_PROVIDED RECORDS_.
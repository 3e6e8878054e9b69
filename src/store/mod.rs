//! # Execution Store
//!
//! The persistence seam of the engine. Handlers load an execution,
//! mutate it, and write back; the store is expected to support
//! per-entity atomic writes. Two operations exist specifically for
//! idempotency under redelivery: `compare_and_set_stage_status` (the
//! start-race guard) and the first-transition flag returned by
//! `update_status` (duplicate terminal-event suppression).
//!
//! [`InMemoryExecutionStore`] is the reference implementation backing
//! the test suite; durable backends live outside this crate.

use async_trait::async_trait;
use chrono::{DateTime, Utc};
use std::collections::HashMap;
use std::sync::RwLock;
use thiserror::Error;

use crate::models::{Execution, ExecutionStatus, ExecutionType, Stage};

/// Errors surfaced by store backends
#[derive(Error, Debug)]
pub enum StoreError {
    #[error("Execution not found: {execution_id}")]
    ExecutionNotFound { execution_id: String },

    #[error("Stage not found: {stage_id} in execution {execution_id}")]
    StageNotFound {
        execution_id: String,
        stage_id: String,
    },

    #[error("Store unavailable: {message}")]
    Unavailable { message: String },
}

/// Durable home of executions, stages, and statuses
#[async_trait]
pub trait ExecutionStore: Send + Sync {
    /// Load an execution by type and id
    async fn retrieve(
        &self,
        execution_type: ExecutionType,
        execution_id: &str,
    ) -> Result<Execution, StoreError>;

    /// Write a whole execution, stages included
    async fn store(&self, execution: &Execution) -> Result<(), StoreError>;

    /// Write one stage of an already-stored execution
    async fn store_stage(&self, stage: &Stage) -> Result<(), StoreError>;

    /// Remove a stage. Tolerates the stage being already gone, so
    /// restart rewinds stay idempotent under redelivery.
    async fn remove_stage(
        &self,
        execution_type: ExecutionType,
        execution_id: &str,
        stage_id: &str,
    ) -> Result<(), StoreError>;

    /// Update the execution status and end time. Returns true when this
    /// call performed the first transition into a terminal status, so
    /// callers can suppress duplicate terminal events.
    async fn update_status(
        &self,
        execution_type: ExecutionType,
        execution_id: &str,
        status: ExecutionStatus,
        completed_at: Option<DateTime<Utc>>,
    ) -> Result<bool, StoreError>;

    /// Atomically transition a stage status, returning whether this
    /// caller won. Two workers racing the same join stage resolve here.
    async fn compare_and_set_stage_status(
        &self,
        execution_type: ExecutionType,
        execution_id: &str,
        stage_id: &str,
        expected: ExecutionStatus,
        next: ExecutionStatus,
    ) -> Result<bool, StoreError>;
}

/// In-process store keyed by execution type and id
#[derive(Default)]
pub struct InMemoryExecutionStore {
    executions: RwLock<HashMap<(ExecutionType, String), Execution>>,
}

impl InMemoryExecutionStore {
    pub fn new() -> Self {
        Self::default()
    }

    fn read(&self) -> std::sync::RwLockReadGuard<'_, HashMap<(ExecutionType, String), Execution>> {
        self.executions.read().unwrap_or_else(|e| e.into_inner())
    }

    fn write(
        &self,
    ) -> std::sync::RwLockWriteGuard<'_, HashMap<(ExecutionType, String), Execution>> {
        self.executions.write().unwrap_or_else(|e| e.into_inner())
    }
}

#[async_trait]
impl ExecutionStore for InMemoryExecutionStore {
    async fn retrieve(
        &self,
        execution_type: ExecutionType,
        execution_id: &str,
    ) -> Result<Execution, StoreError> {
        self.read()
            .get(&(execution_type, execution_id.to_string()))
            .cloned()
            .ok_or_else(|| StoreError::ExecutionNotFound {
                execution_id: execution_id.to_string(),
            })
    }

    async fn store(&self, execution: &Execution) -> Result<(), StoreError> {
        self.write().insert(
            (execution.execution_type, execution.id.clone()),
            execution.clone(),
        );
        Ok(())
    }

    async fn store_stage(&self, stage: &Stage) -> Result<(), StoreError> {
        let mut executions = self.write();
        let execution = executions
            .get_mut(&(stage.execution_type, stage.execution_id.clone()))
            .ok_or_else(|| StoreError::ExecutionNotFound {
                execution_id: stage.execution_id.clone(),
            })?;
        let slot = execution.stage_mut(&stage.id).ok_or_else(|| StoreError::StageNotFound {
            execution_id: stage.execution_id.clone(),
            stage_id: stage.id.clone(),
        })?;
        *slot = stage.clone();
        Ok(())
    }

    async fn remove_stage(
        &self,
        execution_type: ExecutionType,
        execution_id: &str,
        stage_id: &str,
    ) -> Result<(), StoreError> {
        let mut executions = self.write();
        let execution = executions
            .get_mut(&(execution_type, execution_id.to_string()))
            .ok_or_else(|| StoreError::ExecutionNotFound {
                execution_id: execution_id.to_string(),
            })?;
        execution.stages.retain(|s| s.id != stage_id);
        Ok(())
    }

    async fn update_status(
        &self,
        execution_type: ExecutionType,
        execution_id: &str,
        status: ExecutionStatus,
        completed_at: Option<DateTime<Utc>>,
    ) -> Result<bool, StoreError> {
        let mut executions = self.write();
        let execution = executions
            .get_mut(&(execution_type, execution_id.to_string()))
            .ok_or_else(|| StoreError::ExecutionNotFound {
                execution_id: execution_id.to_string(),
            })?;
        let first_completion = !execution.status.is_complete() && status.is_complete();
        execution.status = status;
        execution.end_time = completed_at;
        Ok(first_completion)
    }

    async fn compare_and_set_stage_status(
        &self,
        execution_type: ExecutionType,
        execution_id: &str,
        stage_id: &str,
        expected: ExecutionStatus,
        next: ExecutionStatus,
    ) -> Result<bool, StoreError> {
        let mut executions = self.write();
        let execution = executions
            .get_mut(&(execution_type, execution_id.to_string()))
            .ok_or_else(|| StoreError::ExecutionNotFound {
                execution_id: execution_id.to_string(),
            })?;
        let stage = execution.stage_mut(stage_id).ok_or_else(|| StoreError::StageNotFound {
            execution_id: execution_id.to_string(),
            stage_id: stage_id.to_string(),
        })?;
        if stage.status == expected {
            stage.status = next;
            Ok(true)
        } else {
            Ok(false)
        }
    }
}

_EXERCISE DIRECTIONS_. The lines above that hold the word "already" should be found and copied out.

_REPLY TO THE EXERCISE_.
    /// Write one stage of an already-stored execution
    /// Remove a stage. Tolerates the stage being already gone, so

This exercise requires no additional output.